If you're in the minority, so am I. 3.x style multiclassing is the major factor that drove me away from 3.x. But that's the style of multiclassing the design team has supported from the get-go of 5E and they don't seem to be backing off of it. The apprentice levels would alleviate the most egregious problems caused by 3.x multiclassing, and to flow logically into those rules must be levels 1 and 2. What kind of convoluted multicalssing rules would have you add "level negative one" to your character when advancing. This is the first concept that has piqued my interest since they pronounced the move back to 3.x multiclassing as they designed 5E.
 

From Mike Mearls: "These examples are just that: examples. Other legacies might include becoming a divine saint, striving to the immortality offered by lichdom, or countering the influence an archdevil or demon prince claims over the material world. Your legacy reflects the tales and legends that will be told about your character years after his or her death."

Clever of me that I said 'story', not 'game'. ;) While heroes DO sometimes start as anyman if you have any ambition to tell a story with your game you don't really have a lot of use for mundane non-heroic characters.

Yes, Mike mentioned other things, but I don't know why fighting a demon prince would be a 'legacy', it would be an epic battle, but your legacy is most likely a smoking hole in the ground. Likewise epics are told about great heroes, so I see no compelling reason to change the terminology. Epic has been the term since 3e and IIRC was even referred to as a term in some 2e material.

I mean, really, the terminology isn't a huge big deal, but Hero, Paragon, and Epic sound better IMHO and have precedent.
 

If you're in the minority, so am I. 3.x style multiclassing is the major factor that drove me away from 3.x. But that's the style of multiclassing the design team has supported from the get-go of 5E and they don't seem to be backing off of it. The apprentice levels would alleviate the most egregious problems caused by 3.x multiclassing, and to flow logically into those rules must be levels 1 and 2. What kind of convoluted multicalssing rules would have you add "level negative one" to your character when advancing. This is the first concept that has piqued my interest since they pronounced the move back to 3.x multiclassing as they designed 5E.

Then I'm the super-minority, because I don't like 3e style ala-carte MCing either, but I don't think front-loaded class issues are the major problem with it. I think it undermines the whole concept of classes and complicates their implementation in many ways. So frankly I don't see this level 1 and 2 'solution to MCing' thing as being a plus at all. Ditching the terrible idea of 3e-style MCing would be the correct response there. Instead, given 5e's abandoning of a unified leveling chart, I'd go with something like 2e MCing. You can select ONE secondary class at level 1, that's all you get. Maybe extend it to "pick your MC at any level" and then you advance equally in both at the combined XP total of the next level of each. That would allow for some changing of direction, but not cherry picking and it keeps the classes whole and avoids too much mixing.
 

Yes, Mike mentioned other things, but I don't know why fighting a demon prince would be a 'legacy', it would be an epic battle, but your legacy is most likely a smoking hole in the ground. Likewise epics are told about great heroes, so I see no compelling reason to change the terminology. Epic has been the term since 3e and IIRC was even referred to as a term in some 2e material.

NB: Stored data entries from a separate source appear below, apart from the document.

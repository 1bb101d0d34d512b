use crate::utils::error::{CatalogError, Result};
use url::Url;

pub trait Validate {
    fn validate(&self) -> Result<()>;
}

pub fn validate_url(field_name: &str, url_str: &str) -> Result<()> {
    if url_str.is_empty() {
        return Err(CatalogError::InvalidConfigValueError {
            field: field_name.to_string(),
            value: url_str.to_string(),
            reason: "URL cannot be empty".to_string(),
        });
    }

    match Url::parse(url_str) {
        Ok(url) => match url.scheme() {
            "http" | "https" => Ok(()),
            scheme => Err(CatalogError::InvalidConfigValueError {
                field: field_name.to_string(),
                value: url_str.to_string(),
                reason: format!("Unsupported URL scheme: {}", scheme),
            }),
        },
        Err(e) => Err(CatalogError::InvalidConfigValueError {
            field: field_name.to_string(),
            value: url_str.to_string(),
            reason: format!("Invalid URL format: {}", e),
        }),
    }
}

pub fn validate_positive_number(field_name: &str, value: usize, min_value: usize) -> Result<()> {
    if value < min_value {
        return Err(CatalogError::InvalidConfigValueError {
            field: field_name.to_string(),
            value: value.to_string(),
            reason: format!("Value must be at least {}", min_value),
        });
    }
    Ok(())
}

pub fn validate_required_field<'a, T>(field_name: &str, value: &'a Option<T>) -> Result<&'a T> {
    value.as_ref().ok_or_else(|| CatalogError::MissingConfigError {
        field: field_name.to_string(),
    })
}

pub fn validate_non_empty_string(field_name: &str, value: &str) -> Result<()> {
    if value.trim().is_empty() {
        return Err(CatalogError::InvalidConfigValueError {
            field: field_name.to_string(),
            value: value.to_string(),
            reason: "Value cannot be empty or whitespace-only".to_string(),
        });
    }
    Ok(())
}

pub fn validate_one_of(field_name: &str, value: &str, allowed: &[&str]) -> Result<()> {
    if !allowed.contains(&value) {
        return Err(CatalogError::InvalidConfigValueError {
            field: field_name.to_string(),
            value: value.to_string(),
            reason: format!("Expected one of: {}", allowed.join(", ")),
        });
    }
    Ok(())
}

pub fn validate_range<T: PartialOrd + std::fmt::Display + Copy>(
    field_name: &str,
    value: T,
    min: T,
    max: T,
) -> Result<()> {
    if value < min || value > max {
        return Err(CatalogError::InvalidConfigValueError {
            field: field_name.to_string(),
            value: value.to_string(),
            reason: format!("Value must be between {} and {}", min, max),
        });
    }
    Ok(())
}
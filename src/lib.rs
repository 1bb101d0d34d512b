pub mod adapters;
pub mod config;
pub mod core;
pub mod domain;
pub mod utils;

#[cfg(feature = "cli")]
pub use crate::config::CliConfig;
pub use crate::config::TomlConfig;

pub use crate::adapters::{FixtureDataSource, HttpDataSource, InMemorySettings};
pub use crate::core::{
    catalog::Catalog, repository::CatalogRepository, OlympiadFilter, OlympiadRepository,
    PageRequest, Resource,
};
pub use crate::domain::model::{Olympiad, PaginatedResponse, PaginationMetadata, Stage, Subject};
pub use crate::utils::error::{AppError, CatalogError, Result, SourceError};
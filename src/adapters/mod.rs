// Adapters layer: concrete implementations of the domain ports (http, fixture, settings).

pub mod fixture;
pub mod http;
pub mod settings;

pub use fixture::FixtureDataSource;
pub use http::HttpDataSource;
pub use settings::{InMemorySettings, Preference, SettingsDefaults};
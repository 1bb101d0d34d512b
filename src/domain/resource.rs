use crate::utils::error::AppError;
use serde::Serialize;

/// Tri-state wrapper every data-producing operation hands back to callers.
///
/// A request starts as `Loading` and moves at most once to `Success` or
/// `Failure`. A new request starts a new lifecycle.
#[derive(Debug, Clone, PartialEq, Serialize)]
#[serde(tag = "status", content = "data", rename_all = "snake_case")]
pub enum Resource<T> {
    Loading,
    Success(T),
    Failure(Option<AppError>),
}

impl<T> Resource<T> {
    pub fn loading() -> Self {
        Resource::Loading
    }

    pub fn success(data: T) -> Self {
        Resource::Success(data)
    }

    pub fn failure(cause: Option<AppError>) -> Self {
        Resource::Failure(cause)
    }

    pub fn failed(err: AppError) -> Self {
        Resource::Failure(Some(err))
    }

    /// Reduces the active variant to a single value.
    pub fn fold<R>(
        self,
        on_success: impl FnOnce(T) -> R,
        on_failure: impl FnOnce(Option<AppError>) -> R,
        on_loading: impl FnOnce() -> R,
    ) -> R {
        match self {
            Resource::Success(data) => on_success(data),
            Resource::Failure(cause) => on_failure(cause),
            Resource::Loading => on_loading(),
        }
    }

    pub fn map<U>(self, f: impl FnOnce(T) -> U) -> Resource<U> {
        match self {
            Resource::Success(data) => Resource::Success(f(data)),
            Resource::Failure(cause) => Resource::Failure(cause),
            Resource::Loading => Resource::Loading,
        }
    }

    pub fn is_loading(&self) -> bool {
        matches!(self, Resource::Loading)
    }

    pub fn is_success(&self) -> bool {
        matches!(self, Resource::Success(_))
    }

    pub fn is_failure(&self) -> bool {
        matches!(self, Resource::Failure(_))
    }

    /// Whether this value ends a request's lifecycle.
    pub fn is_terminal(&self) -> bool {
        !self.is_loading()
    }

    pub fn data(&self) -> Option<&T> {
        match self {
            Resource::Success(data) => Some(data),
            _ => None,
        }
    }

    pub fn error(&self) -> Option<&AppError> {
        match self {
            Resource::Failure(cause) => cause.as_ref(),
            _ => None,
        }
    }
}

impl<T> From<Result<T, AppError>> for Resource<T> {
    fn from(result: Result<T, AppError>) -> Self {
        match result {
            Ok(data) => Resource::Success(data),
            Err(err) => Resource::Failure(Some(err)),
        }
    }
}

#[cfg(test)]
mod tests {
    use super::*;

    fn describe(resource: Resource<u32>) -> String {
        resource.fold(
            |n| format!("ok:{}", n),
            |cause| match cause {
                Some(err) => format!("err:{}", err),
                None => "err:none".to_string(),
            },
            || "loading".to_string(),
        )
    }

    #[test]
    fn test_fold_dispatches_on_active_variant() {
        assert_eq!(describe(Resource::success(3)), "ok:3");
        assert_eq!(describe(Resource::loading()), "loading");
        assert_eq!(describe(Resource::failure(None)), "err:none");
        assert_eq!(
            describe(Resource::failed(AppError::NotFoundError)),
            "err:Not found"
        );
    }

    #[test]
    fn test_map_preserves_non_success_variants() {
        assert_eq!(Resource::success(2).map(|n| n * 10), Resource::success(20));
        assert_eq!(Resource::<u32>::loading().map(|n| n * 10), Resource::Loading);
        assert_eq!(
            Resource::<u32>::failed(AppError::NetworkError).map(|n| n * 10),
            Resource::Failure(Some(AppError::NetworkError))
        );
    }

    #[test]
    fn test_from_result_and_accessors() {
        let ok: Resource<u32> = Ok(7).into();
        assert!(ok.is_success());
        assert!(ok.is_terminal());
        assert_eq!(ok.data(), Some(&7));

        let err: Resource<u32> = Err(AppError::NotFoundError).into();
        assert!(err.is_failure());
        assert_eq!(err.error(), Some(&AppError::NotFoundError));
        assert!(!Resource::<u32>::loading().is_terminal());
    }
}
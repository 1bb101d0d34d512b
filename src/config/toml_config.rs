use crate::adapters::fixture::DEFAULT_FIXTURE_COUNT;
use crate::adapters::settings::{
    SettingsDefaults, DEFAULT_PAGE_SIZE, MAX_FONT_SCALE, MAX_PAGE_SIZE, MIN_FONT_SCALE,
};
use crate::core::{ConfigProvider, SourceKind};
use crate::utils::error::{CatalogError, Result};
use crate::utils::validation::{self, Validate};
use serde::{Deserialize, Serialize};
use std::path::Path;

const DEFAULT_TIMEOUT_SECONDS: u64 = 30;

#[derive(Debug, Clone, Serialize, Deserialize)]
pub struct TomlConfig {
    pub catalog: Option<CatalogSection>,
    pub source: SourceConfig,
    pub fixture: Option<FixtureConfig>,
    pub settings: Option<SettingsConfig>,
    pub monitoring: Option<MonitoringConfig>,
}

#[derive(Debug, Clone, Serialize, Deserialize)]
pub struct CatalogSection {
    pub name: String,
    pub description: Option<String>,
}

#[derive(Debug, Clone, Serialize, Deserialize)]
pub struct SourceConfig {
    pub r#type: String,
    pub endpoint: Option<String>,
    pub timeout_seconds: Option<u64>,
}

#[derive(Debug, Clone, Serialize, Deserialize)]
pub struct FixtureConfig {
    pub count: Option<usize>,
}

#[derive(Debug, Clone, Serialize, Deserialize)]
pub struct SettingsConfig {
    pub page_size: Option<usize>,
    pub dark_theme: Option<bool>,
    pub font_scale: Option<f32>,
    pub animations_enabled: Option<bool>,
}

#[derive(Debug, Clone, Serialize, Deserialize)]
pub struct MonitoringConfig {
    pub log_level: Option<String>,
}

impl TomlConfig {
    /// 從 TOML 檔案載入配置
    pub fn from_file<P: AsRef<Path>>(path: P) -> Result<Self> {
        let content = std::fs::read_to_string(&path).map_err(CatalogError::IoError)?;
        Self::from_toml_str(&content)
    }

    /// 從 TOML 字串解析配置
    pub fn from_toml_str(content: &str) -> Result<Self> {
        let processed_content = Self::substitute_env_vars(content)?;

        toml::from_str(&processed_content).map_err(|e| CatalogError::ConfigParseError {
            field: "toml_parsing".to_string(),
            message: format!("TOML parsing error: {}", e),
        })
    }

    /// 替換環境變數 (例如 ${CATALOG_ENDPOINT})
    fn substitute_env_vars(content: &str) -> Result<String> {
        use regex::Regex;
        let re = Regex::new(r"\$\{([^}]+)\}").map_err(|e| CatalogError::ConfigError {
            message: format!("invalid substitution pattern: {}", e),
        })?;

        let result = re.replace_all(content, |caps: &regex::Captures| {
            let var_name = &caps[1];
            std::env::var(var_name).unwrap_or_else(|_| format!("${{{}}}", var_name))
        });

        Ok(result.to_string())
    }

    /// 驗證配置的合理性
    pub fn validate_config(&self) -> Result<()> {
        validation::validate_one_of("source.type", &self.source.r#type, &SourceKind::ALL)?;

        if self.source_kind() == SourceKind::Http {
            let endpoint =
                validation::validate_required_field("source.endpoint", &self.source.endpoint)?;
            validation::validate_url("source.endpoint", endpoint)?;
        }

        if let Some(timeout) = self.source.timeout_seconds {
            validation::validate_range("source.timeout_seconds", timeout, 1, 300)?;
        }

        if let Some(count) = self.fixture.as_ref().and_then(|f| f.count) {
            validation::validate_positive_number("fixture.count", count, 1)?;
        }

        if let Some(settings) = &self.settings {
            if let Some(page_size) = settings.page_size {
                validation::validate_range("settings.page_size", page_size, 1, MAX_PAGE_SIZE)?;
            }
            if let Some(scale) = settings.font_scale {
                validation::validate_range(
                    "settings.font_scale",
                    scale,
                    MIN_FONT_SCALE,
                    MAX_FONT_SCALE,
                )?;
            }
        }

        if let Some(catalog) = &self.catalog {
            validation::validate_non_empty_string("catalog.name", &catalog.name)?;
        }

        Ok(())
    }

    pub fn settings_defaults(&self) -> SettingsDefaults {
        let base = SettingsDefaults::default();
        match &self.settings {
            Some(s) => SettingsDefaults {
                page_size: s.page_size.unwrap_or(base.page_size),
                dark_theme: s.dark_theme.unwrap_or(base.dark_theme),
                font_scale: s.font_scale.unwrap_or(base.font_scale),
                animations_enabled: s.animations_enabled.unwrap_or(base.animations_enabled),
            },
            None => base,
        }
    }

    pub fn log_level(&self) -> Option<&str> {
        self.monitoring.as_ref().and_then(|m| m.log_level.as_deref())
    }
}

impl ConfigProvider for TomlConfig {
    fn source_kind(&self) -> SourceKind {
        // 未驗證的類型退回 fixture，validate_config 會先攔截
        self.source.r#type.parse().unwrap_or(SourceKind::Fixture)
    }

    fn api_endpoint(&self) -> &str {
        self.source.endpoint.as_deref().unwrap_or_default()
    }

    fn request_timeout_seconds(&self) -> u64 {
        self.source.timeout_seconds.unwrap_or(DEFAULT_TIMEOUT_SECONDS)
    }

    fn fixture_count(&self) -> usize {
        self.fixture
            .as_ref()
            .and_then(|f| f.count)
            .unwrap_or(DEFAULT_FIXTURE_COUNT)
    }

    fn default_page_size(&self) -> usize {
        self.settings
            .as_ref()
            .and_then(|s| s.page_size)
            .unwrap_or(DEFAULT_PAGE_SIZE)
    }
}

impl Validate for TomlConfig {
    fn validate(&self) -> Result<()> {
        self.validate_config()
    }
}
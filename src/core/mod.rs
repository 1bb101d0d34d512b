pub mod catalog;
pub mod filter;
pub mod pagination;
pub mod repository;
pub mod use_cases;

pub use crate::domain::model::{Olympiad, PaginatedResponse, PaginationMetadata, Stage, Subject};
pub use crate::domain::ports::{
    ConfigProvider, OlympiadDataSource, OlympiadFilter, OlympiadRepository, PageRequest,
    ResourceStream, SettingsProvider, SourceKind,
};
pub use crate::domain::resource::Resource;
pub use crate::utils::error::Result;
use crate::core::{Olympiad, OlympiadFilter};

/// Narrows `olympiads` by text, then grades, then subjects. Every stage is
/// skipped when its criterion is empty, so an empty filter is the identity.
pub fn apply_filter(olympiads: Vec<Olympiad>, filter: &OlympiadFilter) -> Vec<Olympiad> {
    let query = filter.normalized_query().map(str::to_lowercase);

    olympiads
        .into_iter()
        .filter(|o| query.as_deref().map_or(true, |q| matches_query(o, q)))
        .filter(|o| matches_grades(o, &filter.grades))
        .filter(|o| matches_subjects(o, &filter.subject_ids))
        .collect()
}

/// Case-insensitive substring match on name, description and keywords.
/// `needle` must already be lowercase.
pub fn matches_query(olympiad: &Olympiad, needle: &str) -> bool {
    let contains = |text: &str| text.to_lowercase().contains(needle);

    contains(&olympiad.name)
        || olympiad.description.as_deref().is_some_and(contains)
        || olympiad.keywords.as_deref().is_some_and(contains)
}

/// Any selected grade inside the olympiad's range passes.
pub fn matches_grades(olympiad: &Olympiad, grades: &[u32]) -> bool {
    grades.is_empty() || grades.iter().any(|&g| olympiad.accepts_grade(g))
}

/// Any olympiad subject among the selected ids passes.
pub fn matches_subjects(olympiad: &Olympiad, subject_ids: &[i64]) -> bool {
    subject_ids.is_empty() || subject_ids.iter().any(|&id| olympiad.has_subject(id))
}
// Domain layer: entities, the resource wrapper, wire records and ports (interfaces).

pub mod model;
pub mod ports;
pub mod record;
pub mod resource;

I think the idea is that epic will be a separate thing.
 

You know, I would be very on board with arguments that it skews the game if this was any other edition, with the typical Level 1/Level 2 advancement. That is not the case here. We're literally talking about two sessions. Even at the fast rate noted by Kamikaze Midget, that's 39 weeks vs 41 weeks.
 

You know, I would be very on board with arguments that it skews the game if this was any other edition, with the typical Level 1/Level 2 advancement. That is not the case here. We're literally talking about two sessions. Even at the fast rate noted by Kamikaze Midget, that's 39 weeks vs 41 weeks.
Not to mention, advancement will slow down at later levels, so it'll probably be more when you do the math.
 

I'd go with something like 2e MCing. You can select ONE secondary class at level 1, that's all you get. Maybe extend it to "pick your MC at any level" and then you advance equally in both at the combined XP total of the next level of each.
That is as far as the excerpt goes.